• _INPUT FOR THIS TASK_
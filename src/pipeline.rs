use crate::autoscaling::{AutoScalingClient, GroupResolver};
use crate::collectors::{HostSampler, ResourceSampler};
use crate::config::Config;
use crate::errors::AgentError;
use crate::identity::{ImdsResolver, InstanceIdentity};
use crate::metrics::{build_dimensions, Dimension, MetricBatch, Unit};
use crate::publish::{self, CloudWatchPublisher};
use aws_config::{BehaviorVersion, Region};
use tracing::{debug, info};

/// Build the dimension set for one scope, appending the Auto Scaling
/// group when requested and resolvable.
async fn scope_dimensions(
    config: &Config,
    identity: &InstanceIdentity,
    groups: Option<&dyn GroupResolver>,
    file_system: Option<&str>,
) -> Result<Vec<Dimension>, AgentError> {
    let mut dims = build_dimensions(identity, config.aggregated, file_system);

    // Aggregated records stay dimensionless, so the group is not even
    // looked up.
    if config.aggregated || !config.auto_scaling {
        return Ok(dims);
    }

    if let (Some(groups), Some(instance_id)) = (groups, identity.instance_id.as_deref()) {
        if let Some(group) = groups.resolve_group(instance_id).await? {
            dims.push(Dimension::new("AutoScalingGroupName", group));
        }
    }
    Ok(dims)
}

/// Assemble the full ordered batch for one run.
///
/// Memory and swap metrics are sampled and added once. Disk metrics are
/// sampled and added once per configured path, each path with its own
/// dimension scope. Records are appended in flag declaration order, so
/// identical configuration always yields an identical batch. A sampler is
/// only consulted when at least one of its metrics is enabled.
pub async fn assemble_batch(
    config: &Config,
    identity: &InstanceIdentity,
    sampler: &dyn ResourceSampler,
    groups: Option<&dyn GroupResolver>,
) -> Result<MetricBatch, AgentError> {
    let mut batch = MetricBatch::new();

    if config.wants_memory() {
        let memory = sampler.memory().await?;
        debug!(
            util = memory.util_percent,
            used = memory.used_bytes,
            avail = memory.avail_bytes,
            "sampled memory"
        );
        let dims = scope_dimensions(config, identity, groups, None).await?;

        if config.mem_util {
            batch.add(
                "MemoryUtilization",
                Unit::Percent,
                memory.util_percent,
                dims.clone(),
            )?;
        }
        if config.mem_used {
            batch.add("MemoryUsed", Unit::Bytes, memory.used_bytes as f64, dims.clone())?;
        }
        if config.mem_avail {
            batch.add(
                "MemoryAvail",
                Unit::Bytes,
                memory.avail_bytes as f64,
                dims.clone(),
            )?;
        }
        if config.swap_util {
            batch.add(
                "SwapUtil",
                Unit::Percent,
                memory.swap_util_percent,
                dims.clone(),
            )?;
        }
        if config.swap_used {
            batch.add("SwapUsed", Unit::Bytes, memory.swap_used_bytes as f64, dims)?;
        }
    }

    if config.wants_disk() {
        for path in &config.disk_paths {
            let disk = sampler.disk(path).await?;
            debug!(path = %path, util = disk.space_util_percent, "sampled disk");
            let dims = scope_dimensions(config, identity, groups, Some(path)).await?;

            if config.disk_space_util {
                batch.add(
                    "DiskUtilization",
                    Unit::Percent,
                    disk.space_util_percent,
                    dims.clone(),
                )?;
            }
            if config.disk_space_used {
                batch.add(
                    "DiskUsed",
                    Unit::Bytes,
                    disk.space_used_bytes as f64,
                    dims.clone(),
                )?;
            }
            if config.disk_space_avail {
                batch.add(
                    "DiskAvail",
                    Unit::Bytes,
                    disk.space_avail_bytes as f64,
                    dims.clone(),
                )?;
            }
            if config.disk_inode_util {
                batch.add(
                    "DiskInodesUtilization",
                    Unit::Percent,
                    disk.inode_util_percent,
                    dims,
                )?;
            }
        }
    }

    Ok(batch)
}

/// Execute one sample-and-submit cycle.
pub async fn run(config: &Config) -> Result<(), AgentError> {
    if config.dry_run {
        // Dry runs never touch the network: placeholder identity, no
        // group lookup, rendered batch on stdout.
        let identity = InstanceIdentity::placeholder();
        let batch = assemble_batch(config, &identity, &HostSampler, None).await?;
        return publish::render(&batch, &mut std::io::stdout());
    }

    let identity = ImdsResolver::new()?.resolve().await?;
    info!(
        region = %identity.region,
        instance_id = identity.instance_id.as_deref().unwrap_or("unknown"),
        "resolved instance identity"
    );

    let sdk_config = aws_config::defaults(BehaviorVersion::latest())
        .region(Region::new(identity.region.clone()))
        .load()
        .await;

    let asg_client;
    let groups: Option<&dyn GroupResolver> = if config.auto_scaling {
        asg_client = AutoScalingClient::new(&sdk_config);
        Some(&asg_client)
    } else {
        None
    };

    let batch = assemble_batch(config, &identity, &HostSampler, groups).await?;
    if batch.is_empty() {
        info!("no metrics selected, nothing to publish");
        return Ok(());
    }

    let publisher = CloudWatchPublisher::new(&sdk_config);
    publish::submit(&publisher, &config.namespace, &batch).await?;
    info!(
        records = batch.len(),
        namespace = %config.namespace,
        "published metric batch"
    );
    Ok(())
}

// ─────────────────────────────────────────────
// Unit tests over stub samplers and resolvers
// ─────────────────────────────────────────────
//! Reconciliation guard: periodic invariant sweep over the ledger.
//!
//! The guard reads, classifies, and reports; it never repairs. A finding
//! means an operator (or an upstream bug) has to be looked at, and
//! auto-mutation would destroy the evidence.

use crate::db::{AnomalyReportRow, Repository};
use crate::domain::{Amount, EntryCategory, EntryId, LedgerEntry, MemberId, TimeMs};
use crate::error::EngineError;
use serde::Serialize;
use std::collections::BTreeMap;
use std::sync::Arc;
use tracing::{info, warn};
use uuid::Uuid;

/// One invariant violation found by a scan.
#[derive(Debug, Clone, PartialEq, Eq, Serialize)]
#[serde(tag = "kind", rename_all = "snake_case")]
pub enum Anomaly {
    /// A non-overdraft debit committed while the member's running
    /// balance could not cover it.
    #[serde(rename_all = "camelCase")]
    UnbackedDebit {
        member_id: MemberId,
        entry_id: EntryId,
        amount: Amount,
        balance_before: Amount,
    },
    /// An idempotency key was replayed with a different payload.
    #[serde(rename_all = "camelCase")]
    KeyCollision {
        idempotency_key: String,
        existing_entry_id: EntryId,
        attempted_amount: Amount,
    },
    /// More than one commission entry exists for one (trigger, level)
    /// pair. Cannot arise through the derived-key path; its presence
    /// means something wrote around the ledger.
    #[serde(rename_all = "camelCase")]
    DuplicateCommission {
        trigger_entry_id: EntryId,
        level: u32,
        entry_ids: Vec<EntryId>,
    },
}

impl Anomaly {
    pub fn kind(&self) -> &'static str {
        match self {
            Anomaly::UnbackedDebit { .. } => "unbacked_debit",
            Anomaly::KeyCollision { .. } => "key_collision",
            Anomaly::DuplicateCommission { .. } => "duplicate_commission",
        }
    }
}

#[derive(Debug, Clone, Copy, PartialEq, Eq)]
pub enum ScanOutcome {
    Clean,
    AnomaliesFound,
}

#[derive(Debug, Clone, PartialEq, Eq)]
pub struct ScanReport {
    pub scan_id: String,
    pub outcome: ScanOutcome,
    pub anomalies: Vec<Anomaly>,
}

#[derive(Clone)]
pub struct ReconciliationGuard {
    repo: Arc<Repository>,
}

impl ReconciliationGuard {
    pub fn new(repo: Arc<Repository>) -> Self {
        Self { repo }
    }

    /// Run a full sweep and persist the findings under a fresh scan id.
    pub async fn scan(&self) -> Result<ScanReport, EngineError> {
        let scan_id = Uuid::new_v4().to_string();
        let mut anomalies = Vec::new();

        self.check_unbacked_debits(&mut anomalies).await?;
        self.check_key_collisions(&mut anomalies).await?;
        self.check_duplicate_commissions(&mut anomalies).await?;

        let observed_at_ms = TimeMs::now();
        let rows: Vec<AnomalyReportRow> = anomalies
            .iter()
            .map(|anomaly| {
                Ok(AnomalyReportRow {
                    scan_id: scan_id.clone(),
                    kind: anomaly.kind().to_string(),
                    detail: serde_json::to_string(anomaly)?,
                    observed_at_ms,
                })
            })
            .collect::<Result<_, serde_json::Error>>()?;
        self.repo.insert_anomaly_reports(&rows).await?;

        let outcome = if anomalies.is_empty() {
            ScanOutcome::Clean
        } else {
            ScanOutcome::AnomaliesFound
        };
        match outcome {
            ScanOutcome::Clean => {
                info!(scan_id = %scan_id, "Reconciliation scan clean");
            }
            ScanOutcome::AnomaliesFound => {
                warn!(
                    scan_id = %scan_id,
                    anomalies = anomalies.len(),
                    "Reconciliation scan found anomalies"
                );
            }
        }

        Ok(ScanReport {
            scan_id,
            outcome,
            anomalies,
        })
    }

    /// Replay each member's history in append order and flag every
    /// debit-category entry the running balance could not cover at commit
    /// time. Reversals are sanctioned corrections and are exempt even
    /// when they drive a balance negative.
    async fn check_unbacked_debits(
        &self,
        anomalies: &mut Vec<Anomaly>,
    ) -> Result<(), EngineError> {
        let entries = self.repo.query_all_entries_by_member().await?;

        let mut current_member: Option<MemberId> = None;
        let mut balance = Amount::from_minor(0);

        for entry in &entries {
            if current_member.as_ref() != Some(&entry.member_id) {
                current_member = Some(entry.member_id.clone());
                balance = Amount::from_minor(0);
            }

            if entry.category.is_debit()
                && !entry.metadata.overdraft_allowed()
                && balance
                    .checked_add(entry.amount)
                    .map_or(true, |b| b.as_minor() < 0)
            {
                anomalies.push(Anomaly::UnbackedDebit {
                    member_id: entry.member_id.clone(),
                    entry_id: entry.entry_id,
                    amount: entry.amount,
                    balance_before: balance,
                });
            }

            balance = balance.checked_add(entry.amount).unwrap_or(balance);
        }
        Ok(())
    }

    async fn check_key_collisions(&self, anomalies: &mut Vec<Anomaly>) -> Result<(), EngineError> {
        for conflict in self.repo.query_key_conflicts().await? {
            anomalies.push(Anomaly::KeyCollision {
                idempotency_key: conflict.idempotency_key,
                existing_entry_id: conflict.existing_entry_id,
                attempted_amount: conflict.attempted_amount,
            });
        }
        Ok(())
    }

    async fn check_duplicate_commissions(
        &self,
        anomalies: &mut Vec<Anomaly>,
    ) -> Result<(), EngineError> {
        let commissions = self
            .repo
            .query_entries_by_category(EntryCategory::Commission)
            .await?;

        let mut by_trigger: BTreeMap<(EntryId, u32), Vec<&LedgerEntry>> = BTreeMap::new();
        for entry in &commissions {
            if let Some((trigger_entry_id, level)) = entry.metadata.commission_ref() {
                by_trigger
                    .entry((trigger_entry_id, level))
                    .or_default()
                    .push(entry);
            } else {
                warn!(
                    entry_id = %entry.entry_id,
                    "Commission entry without commission metadata"
                );
            }
        }

        for ((trigger_entry_id, level), group) in by_trigger {
            if group.len() > 1 {
                anomalies.push(Anomaly::DuplicateCommission {
                    trigger_entry_id,
                    level,
                    entry_ids: group.iter().map(|e| e.entry_id).collect(),
                });
            }
        }
        Ok(())
    }
}
//! Ledger entry types: category enum, per-category metadata, drafts, and
//! the immutable stored entry.

use crate::domain::{Amount, EntryId, MemberId, TimeMs};
use serde::{Deserialize, Serialize};
use thiserror::Error;

/// Closed set of financial event categories.
#[derive(Debug, Clone, Copy, PartialEq, Eq, PartialOrd, Ord, Hash, Serialize, Deserialize)]
#[serde(rename_all = "snake_case")]
pub enum EntryCategory {
    Deposit,
    Commission,
    ProfitShare,
    PurchaseDebit,
    Withdrawal,
    ExpenseDebit,
    Reversal,
}

impl EntryCategory {
    pub const ALL: [EntryCategory; 7] = [
        EntryCategory::Deposit,
        EntryCategory::Commission,
        EntryCategory::ProfitShare,
        EntryCategory::PurchaseDebit,
        EntryCategory::Withdrawal,
        EntryCategory::ExpenseDebit,
        EntryCategory::Reversal,
    ];

    pub fn as_str(&self) -> &'static str {
        match self {
            EntryCategory::Deposit => "deposit",
            EntryCategory::Commission => "commission",
            EntryCategory::ProfitShare => "profit_share",
            EntryCategory::PurchaseDebit => "purchase_debit",
            EntryCategory::Withdrawal => "withdrawal",
            EntryCategory::ExpenseDebit => "expense_debit",
            EntryCategory::Reversal => "reversal",
        }
    }

    pub fn parse(s: &str) -> Option<Self> {
        Self::ALL.iter().copied().find(|c| c.as_str() == s)
    }

    /// Credit categories must carry positive amounts.
    pub fn is_credit(&self) -> bool {
        matches!(
            self,
            EntryCategory::Deposit | EntryCategory::Commission | EntryCategory::ProfitShare
        )
    }

    /// Debit categories must carry negative amounts.
    pub fn is_debit(&self) -> bool {
        matches!(
            self,
            EntryCategory::PurchaseDebit | EntryCategory::Withdrawal | EntryCategory::ExpenseDebit
        )
    }
}

impl std::fmt::Display for EntryCategory {
    fn fmt(&self, f: &mut std::fmt::Formatter<'_>) -> std::fmt::Result {
        write!(f, "{}", self.as_str())
    }
}

/// Typed metadata, scoped per category. The tag values match
/// `EntryCategory::as_str` so stored JSON is self-describing.
#[derive(Debug, Clone, PartialEq, Eq, Serialize, Deserialize)]
#[serde(tag = "kind", rename_all = "snake_case")]
pub enum EntryMetadata {
    Deposit {
        #[serde(skip_serializing_if = "Option::is_none")]
        source: Option<String>,
    },
    Commission {
        trigger_entry_id: EntryId,
        level: u32,
    },
    ProfitShare {
        #[serde(skip_serializing_if = "Option::is_none")]
        period: Option<String>,
    },
    PurchaseDebit {
        #[serde(skip_serializing_if = "Option::is_none")]
        order_ref: Option<String>,
        #[serde(default)]
        overdraft_allowed: bool,
    },
    Withdrawal {
        #[serde(skip_serializing_if = "Option::is_none")]
        destination: Option<String>,
    },
    ExpenseDebit {
        #[serde(skip_serializing_if = "Option::is_none")]
        note: Option<String>,
    },
    Reversal {
        reason: String,
    },
}

impl EntryMetadata {
    /// The category this metadata shape belongs to.
    pub fn category(&self) -> EntryCategory {
        match self {
            EntryMetadata::Deposit { .. } => EntryCategory::Deposit,
            EntryMetadata::Commission { .. } => EntryCategory::Commission,
            EntryMetadata::ProfitShare { .. } => EntryCategory::ProfitShare,
            EntryMetadata::PurchaseDebit { .. } => EntryCategory::PurchaseDebit,
            EntryMetadata::Withdrawal { .. } => EntryCategory::Withdrawal,
            EntryMetadata::ExpenseDebit { .. } => EntryCategory::ExpenseDebit,
            EntryMetadata::Reversal { .. } => EntryCategory::Reversal,
        }
    }

    /// Commission lineage, when present.
    pub fn commission_ref(&self) -> Option<(EntryId, u32)> {
        match self {
            EntryMetadata::Commission {
                trigger_entry_id,
                level,
            } => Some((*trigger_entry_id, *level)),
            _ => None,
        }
    }

    /// Whether a debit is explicitly allowed to overdraw the wallet.
    pub fn overdraft_allowed(&self) -> bool {
        matches!(
            self,
            EntryMetadata::PurchaseDebit {
                overdraft_allowed: true,
                ..
            }
        )
    }
}

/// Draft validation failures. These are caller errors, returned
/// synchronously and never retried.
#[derive(Debug, Error, PartialEq, Eq)]
pub enum DraftError {
    #[error("idempotency key must be non-empty")]
    EmptyIdempotencyKey,

    #[error("amount must be nonzero")]
    ZeroAmount,

    #[error("{category} entries must carry a {expected} amount, got {amount}")]
    WrongSign {
        category: EntryCategory,
        expected: &'static str,
        amount: Amount,
    },

    #[error("metadata kind {metadata} does not match category {category}")]
    MetadataMismatch {
        category: EntryCategory,
        metadata: EntryCategory,
    },

    #[error("{category} entries must reference the entry that caused them")]
    MissingCause { category: EntryCategory },

    #[error("commission metadata trigger must match caused_by_entry_id")]
    CauseMismatch,

    #[error("cannot reverse a reversal entry")]
    ReversalOfReversal,
}

/// What a caller submits to `Ledger::append`. The entry id and timestamp
/// are assigned by the ledger at write time.
#[derive(Debug, Clone, PartialEq, Eq, Serialize, Deserialize)]
pub struct LedgerEntryDraft {
    pub member_id: MemberId,
    pub category: EntryCategory,
    pub amount: Amount,
    pub idempotency_key: String,
    pub caused_by_entry_id: Option<EntryId>,
    pub metadata: EntryMetadata,
}

impl LedgerEntryDraft {
    pub fn validate(&self) -> Result<(), DraftError> {
        if self.idempotency_key.trim().is_empty() {
            return Err(DraftError::EmptyIdempotencyKey);
        }
        if self.amount.is_zero() {
            return Err(DraftError::ZeroAmount);
        }
        if self.metadata.category() != self.category {
            return Err(DraftError::MetadataMismatch {
                category: self.category,
                metadata: self.metadata.category(),
            });
        }
        if self.category.is_credit() && self.amount.as_minor() < 0 {
            return Err(DraftError::WrongSign {
                category: self.category,
                expected: "positive",
                amount: self.amount,
            });
        }
        if self.category.is_debit() && self.amount.as_minor() > 0 {
            return Err(DraftError::WrongSign {
                category: self.category,
                expected: "negative",
                amount: self.amount,
            });
        }
        match self.category {
            EntryCategory::Reversal if self.caused_by_entry_id.is_none() => {
                return Err(DraftError::MissingCause {
                    category: self.category,
                });
            }
            EntryCategory::Commission => {
                let (trigger, _) = self
                    .metadata
                    .commission_ref()
                    .ok_or(DraftError::MetadataMismatch {
                        category: self.category,
                        metadata: self.metadata.category(),
                    })?;
                match self.caused_by_entry_id {
                    Some(cause) if cause == trigger => {}
                    Some(_) => return Err(DraftError::CauseMismatch),
                    None => {
                        return Err(DraftError::MissingCause {
                            category: self.category,
                        });
                    }
                }
            }
            _ => {}
        }
        Ok(())
    }

    /// Stable fingerprint of the fields that define this event's payload.
    ///
    /// Two appends that share an idempotency key but disagree on the
    /// fingerprint indicate a key-collision bug; the ledger records the
    /// conflict for the reconciliation guard.
    pub fn payload_fingerprint(&self) -> String {
        payload_fingerprint(&self.member_id, self.category, self.amount)
    }
}

/// Length-prefixed SHA-256 over (member, category, amount), truncated to
/// 128 bits.
pub fn payload_fingerprint(member_id: &MemberId, category: EntryCategory, amount: Amount) -> String {
    use sha2::{Digest, Sha256};

    fn hash_var(hasher: &mut Sha256, data: &str) {
        hasher.update((data.len() as u32).to_le_bytes());
        hasher.update(data.as_bytes());
    }

    let mut hasher = Sha256::new();
    hash_var(&mut hasher, member_id.as_str());
    hash_var(&mut hasher, category.as_str());
    hasher.update(amount.as_minor().to_le_bytes());

    let hash = hasher.finalize();
    hex::encode(&hash[..16])
}

/// An immutable, stored ledger entry. Never updated or deleted;
/// corrections happen via a new reversal entry referencing this one.
#[derive(Debug, Clone, PartialEq, Eq, Serialize, Deserialize)]
pub struct LedgerEntry {
    pub entry_id: EntryId,
    pub member_id: MemberId,
    pub category: EntryCategory,
    pub amount: Amount,
    pub idempotency_key: String,
    pub caused_by_entry_id: Option<EntryId>,
    pub metadata: EntryMetadata,
    pub payload_hash: String,
    pub created_at_ms: TimeMs,
}

impl LedgerEntry {
    /// Materialize a draft into a stored entry with a fresh id.
    pub fn from_draft(draft: &LedgerEntryDraft, created_at_ms: TimeMs) -> Self {
        LedgerEntry {
            entry_id: EntryId::generate(),
            member_id: draft.member_id.clone(),
            category: draft.category,
            amount: draft.amount,
            idempotency_key: draft.idempotency_key.clone(),
            caused_by_entry_id: draft.caused_by_entry_id,
            metadata: draft.metadata.clone(),
            payload_hash: draft.payload_fingerprint(),
            created_at_ms,
        }
    }
}

/// The idempotency key the ledger derives for a reversal of `entry_id`.
pub fn reversal_key(entry_id: EntryId) -> String {
    format!("reversal:{}", entry_id)
}

/// The idempotency key the calculator derives for one level of commission
/// on one trigger entry. One key per level: at-most-one commission per
/// level per trigger, even under retries or concurrent workers.
pub fn commission_key(level: u32, trigger_entry_id: EntryId) -> String {
    format!("commission:{}:{}", level, trigger_entry_id)
}

#[cfg(test)]
mod tests {
    use super::*;

    fn deposit_draft(amount: i64) -> LedgerEntryDraft {
        LedgerEntryDraft {
            member_id: MemberId::new("m1"),
            category: EntryCategory::Deposit,
            amount: Amount::from_minor(amount),
            idempotency_key: "dep:m1:1".to_string(),
            caused_by_entry_id: None,
            metadata: EntryMetadata::Deposit { source: None },
        }
    }

    #[test]
    fn test_valid_deposit_draft() {
        assert_eq!(deposit_draft(1000).validate(), Ok(()));
    }

    #[test]
    fn test_zero_amount_rejected() {
        assert_eq!(deposit_draft(0).validate(), Err(DraftError::ZeroAmount));
    }

    #[test]
    fn test_negative_deposit_rejected() {
        assert!(matches!(
            deposit_draft(-5).validate(),
            Err(DraftError::WrongSign { .. })
        ));
    }

    #[test]
    fn test_empty_key_rejected() {
        let mut draft = deposit_draft(100);
        draft.idempotency_key = "   ".to_string();
        assert_eq!(draft.validate(), Err(DraftError::EmptyIdempotencyKey));
    }

    #[test]
    fn test_metadata_mismatch_rejected() {
        let mut draft = deposit_draft(100);
        draft.metadata = EntryMetadata::Withdrawal { destination: None };
        assert!(matches!(
            draft.validate(),
            Err(DraftError::MetadataMismatch { .. })
        ));
    }

    #[test]
    fn test_positive_purchase_debit_rejected() {
        let draft = LedgerEntryDraft {
            member_id: MemberId::new("m1"),
            category: EntryCategory::PurchaseDebit,
            amount: Amount::from_minor(500),
            idempotency_key: "sk:m1".to_string(),
            caused_by_entry_id: None,
            metadata: EntryMetadata::PurchaseDebit {
                order_ref: None,
                overdraft_allowed: false,
            },
        };
        assert!(matches!(
            draft.validate(),
            Err(DraftError::WrongSign { .. })
        ));
    }

    #[test]
    fn test_commission_requires_matching_cause() {
        let trigger = EntryId::generate();
        let other = EntryId::generate();
        let mut draft = LedgerEntryDraft {
            member_id: MemberId::new("sponsor"),
            category: EntryCategory::Commission,
            amount: Amount::from_minor(50),
            idempotency_key: commission_key(1, trigger),
            caused_by_entry_id: Some(trigger),
            metadata: EntryMetadata::Commission {
                trigger_entry_id: trigger,
                level: 1,
            },
        };
        assert_eq!(draft.validate(), Ok(()));

        draft.caused_by_entry_id = Some(other);
        assert_eq!(draft.validate(), Err(DraftError::CauseMismatch));

        draft.caused_by_entry_id = None;
        assert!(matches!(
            draft.validate(),
            Err(DraftError::MissingCause { .. })
        ));
    }

    #[test]
    fn test_fingerprint_depends_on_amount() {
        let a = deposit_draft(100).payload_fingerprint();
        let b = deposit_draft(101).payload_fingerprint();
        assert_ne!(a, b);
        assert_eq!(a, deposit_draft(100).payload_fingerprint());
    }

    #[test]
    fn test_metadata_json_is_tagged() {
        let meta = EntryMetadata::PurchaseDebit {
            order_ref: Some("order-9".to_string()),
            overdraft_allowed: true,
        };
        let json = serde_json::to_string(&meta).unwrap();
        assert!(json.contains("\"kind\":\"purchase_debit\""));
        let back: EntryMetadata = serde_json::from_str(&json).unwrap();
        assert_eq!(back, meta);
    }

    #[test]
    fn test_derived_keys() {
        let id = EntryId::generate();
        assert_eq!(reversal_key(id), format!("reversal:{}", id));
        assert_eq!(commission_key(2, id), format!("commission:2:{}", id));
    }
}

• _EXERCISE DIRECTIONS_
Taking the records above, retype every line from the one with "disagree on the" down to the one with "pub fn payload_fingerprint(&self)", exactly and with nothing else.

• _REPLY_
    /// Two appends that share an idempotency key but disagree on the
    /// fingerprint indicate a key-collision bug; the ledger records the
    /// conflict for the reconciliation guard.
    pub fn payload_fingerprint(&self) -> String {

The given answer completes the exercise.